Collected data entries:
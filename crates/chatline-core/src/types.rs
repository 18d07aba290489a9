// SPDX-FileCopyrightText: 2026 Chatline Contributors
// SPDX-License-Identifier: MIT OR Apache-2.0

//! Common types used across adapter traits and the Chatline crates.

use chrono::{DateTime, Local, Utc};
use serde::{Deserialize, Serialize};
use strum::{Display, EnumString};

/// Format used for the `datetime` field of event log records.
pub const EVENT_DATETIME_FORMAT: &str = "%Y-%m-%d %H:%M:%S";

/// Identifier for a conversation session (the platform user id).
#[derive(Debug, Clone, PartialEq, Eq, Hash, Serialize, Deserialize)]
pub struct SessionId(pub String);

impl SessionId {
    pub fn as_str(&self) -> &str {
        &self.0
    }
}

impl std::fmt::Display for SessionId {
    fn fmt(&self, f: &mut std::fmt::Formatter<'_>) -> std::fmt::Result {
        f.write_str(&self.0)
    }
}

impl From<&str> for SessionId {
    fn from(value: &str) -> Self {
        SessionId(value.to_string())
    }
}

/// Health status reported by adapter health checks.
#[derive(Debug, Clone, PartialEq, Eq)]
pub enum HealthStatus {
    /// Adapter is fully operational.
    Healthy,
    /// Adapter is operational but experiencing issues.
    Degraded(String),
    /// Adapter is not operational.
    Unhealthy(String),
}

/// Identifies the kind of adapter.
#[derive(
    Debug, Clone, Copy, PartialEq, Eq, Hash, Display, EnumString, Serialize, Deserialize,
)]
pub enum AdapterType {
    Channel,
    Provider,
    Embedding,
    EventLog,
}

// --- Conversation types ---

/// Author of a conversational turn.
#[derive(
    Debug, Clone, Copy, PartialEq, Eq, Hash, Display, EnumString, Serialize, Deserialize,
)]
#[serde(rename_all = "lowercase")]
#[strum(serialize_all = "lowercase")]
pub enum TurnRole {
    Human,
    Assistant,
}

/// One message within a session. Immutable once constructed.
#[derive(Debug, Clone, PartialEq, Eq, Serialize, Deserialize)]
pub struct Turn {
    role: TurnRole,
    content: String,
    created_at: DateTime<Utc>,
}

impl Turn {
    pub fn human(content: impl Into<String>) -> Self {
        Self::new(TurnRole::Human, content)
    }

    pub fn assistant(content: impl Into<String>) -> Self {
        Self::new(TurnRole::Assistant, content)
    }

    pub fn new(role: TurnRole, content: impl Into<String>) -> Self {
        Self {
            role,
            content: content.into(),
            created_at: Utc::now(),
        }
    }

    pub fn role(&self) -> TurnRole {
        self.role
    }

    pub fn content(&self) -> &str {
        &self.content
    }

    pub fn created_at(&self) -> DateTime<Utc> {
        self.created_at
    }

    /// Converts this turn into a role-tagged message for a completion request.
    pub fn to_provider_message(&self) -> ProviderMessage {
        match self.role {
            TurnRole::Human => ProviderMessage::user(self.content.clone()),
            TurnRole::Assistant => ProviderMessage::assistant(self.content.clone()),
        }
    }
}

// --- Provider types ---

/// Role of a message sent to the completion API.
#[derive(
    Debug, Clone, Copy, PartialEq, Eq, Hash, Display, EnumString, Serialize, Deserialize,
)]
#[serde(rename_all = "lowercase")]
#[strum(serialize_all = "lowercase")]
pub enum Role {
    System,
    User,
    Assistant,
}

/// A role-tagged message in a completion request.
#[derive(Debug, Clone, PartialEq, Eq, Serialize, Deserialize)]
pub struct ProviderMessage {
    pub role: Role,
    pub content: String,
}

impl ProviderMessage {
    pub fn system(content: impl Into<String>) -> Self {
        Self {
            role: Role::System,
            content: content.into(),
        }
    }

    pub fn user(content: impl Into<String>) -> Self {
        Self {
            role: Role::User,
            content: content.into(),
        }
    }

    pub fn assistant(content: impl Into<String>) -> Self {
        Self {
            role: Role::Assistant,
            content: content.into(),
        }
    }
}

/// A request to the completion API.
#[derive(Debug, Clone, PartialEq)]
pub struct ProviderRequest {
    /// Model identifier.
    pub model: String,
    /// Ordered conversation messages, system prompt first when present.
    pub messages: Vec<ProviderMessage>,
    /// Sampling temperature.
    pub temperature: f32,
    /// Optional cap on generated tokens.
    pub max_tokens: Option<u32>,
}

/// Token accounting reported by the completion API.
#[derive(Debug, Clone, Copy, Default, PartialEq, Eq, Serialize, Deserialize)]
pub struct TokenUsage {
    pub prompt_tokens: u32,
    pub completion_tokens: u32,
}

/// A response from the completion API.
#[derive(Debug, Clone)]
pub struct ProviderResponse {
    pub id: String,
    /// Generated text.
    pub content: String,
    pub model: String,
    pub finish_reason: Option<String>,
    pub usage: TokenUsage,
}

// --- Embedding types ---

/// Input for an embedding adapter.
#[derive(Debug, Clone)]
pub struct EmbeddingInput {
    pub texts: Vec<String>,
}

/// Output from an embedding adapter, one vector per input text, in input order.
#[derive(Debug, Clone)]
pub struct EmbeddingOutput {
    pub embeddings: Vec<Vec<f32>>,
}

// --- Channel types ---

/// Where an outbound message is delivered.
#[derive(Debug, Clone, PartialEq, Eq)]
pub enum DeliveryTarget {
    /// Answer a webhook event with its single-use reply token.
    Reply { reply_token: String },
    /// Proactively push to a user id.
    Push { user_id: String },
}

/// An ordered batch of text messages for one delivery.
#[derive(Debug, Clone, PartialEq, Eq)]
pub struct OutboundMessage {
    pub target: DeliveryTarget,
    pub texts: Vec<String>,
}

impl OutboundMessage {
    pub fn reply(reply_token: impl Into<String>, texts: Vec<String>) -> Self {
        Self {
            target: DeliveryTarget::Reply {
                reply_token: reply_token.into(),
            },
            texts,
        }
    }

    pub fn push(user_id: impl Into<String>, texts: Vec<String>) -> Self {
        Self {
            target: DeliveryTarget::Push {
                user_id: user_id.into(),
            },
            texts,
        }
    }
}

// --- Event log types ---

/// Type tag of an event log record.
#[derive(
    Debug, Clone, Copy, PartialEq, Eq, Hash, Display, EnumString, Serialize, Deserialize,
)]
#[serde(rename_all = "lowercase")]
#[strum(serialize_all = "lowercase")]
pub enum EventType {
    Message,
    Reply,
    Push,
    Error,
}

/// One line of the append-only event log.
#[derive(Debug, Clone, PartialEq, Serialize, Deserialize)]
pub struct EventRecord {
    /// Local wall-clock time, `YYYY-MM-DD HH:MM:SS`.
    pub datetime: String,
    #[serde(rename = "type")]
    pub event_type: EventType,
    #[serde(default, skip_serializing_if = "Option::is_none")]
    pub from_user_id: Option<String>,
    #[serde(default, skip_serializing_if = "Option::is_none")]
    pub to_user_id: Option<String>,
    /// Text sent to the user (reply and push records).
    #[serde(default, skip_serializing_if = "Option::is_none")]
    pub response: Option<String>,
    /// Raw inbound webhook event (message records).
    #[serde(default, skip_serializing_if = "Option::is_none")]
    pub event: Option<serde_json::Value>,
    #[serde(default, skip_serializing_if = "Option::is_none")]
    pub error: Option<String>,
}

impl EventRecord {
    fn now(event_type: EventType) -> Self {
        Self {
            datetime: Local::now().format(EVENT_DATETIME_FORMAT).to_string(),
            event_type,
            from_user_id: None,
            to_user_id: None,
            response: None,
            event: None,
            error: None,
        }
    }

    /// An inbound webhook event.
    pub fn message(from_user_id: Option<String>, event: serde_json::Value) -> Self {
        Self {
            from_user_id,
            event: Some(event),
            ..Self::now(EventType::Message)
        }
    }

    /// A reply delivered with a reply token.
    pub fn reply(to_user_id: Option<String>, response: impl Into<String>) -> Self {
        Self {
            to_user_id,
            response: Some(response.into()),
            ..Self::now(EventType::Reply)
        }
    }

    /// A proactive push message.
    pub fn push(to_user_id: impl Into<String>, response: impl Into<String>) -> Self {
        Self {
            to_user_id: Some(to_user_id.into()),
            response: Some(response.into()),
            ..Self::now(EventType::Push)
        }
    }

    /// A failure on the reply or push path.
    pub fn error(user_id: Option<String>, error: impl std::fmt::Display) -> Self {
        Self {
            to_user_id: user_id,
            error: Some(error.to_string()),
            ..Self::now(EventType::Error)
        }
    }
}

YOUR GOAL.
Would you print, exactly as written, every line above from the one holding "pub fn role(&self)" through the one holding "for a completion request.", with both included and no other lines?

SOLUTION TO THIS PROBLEM.
    pub fn role(&self) -> TurnRole {
        self.role
    }

    pub fn content(&self) -> &str {
        &self.content
    }

    pub fn created_at(&self) -> DateTime<Utc> {
        self.created_at
    }

    /// Converts this turn into a role-tagged message for a completion request.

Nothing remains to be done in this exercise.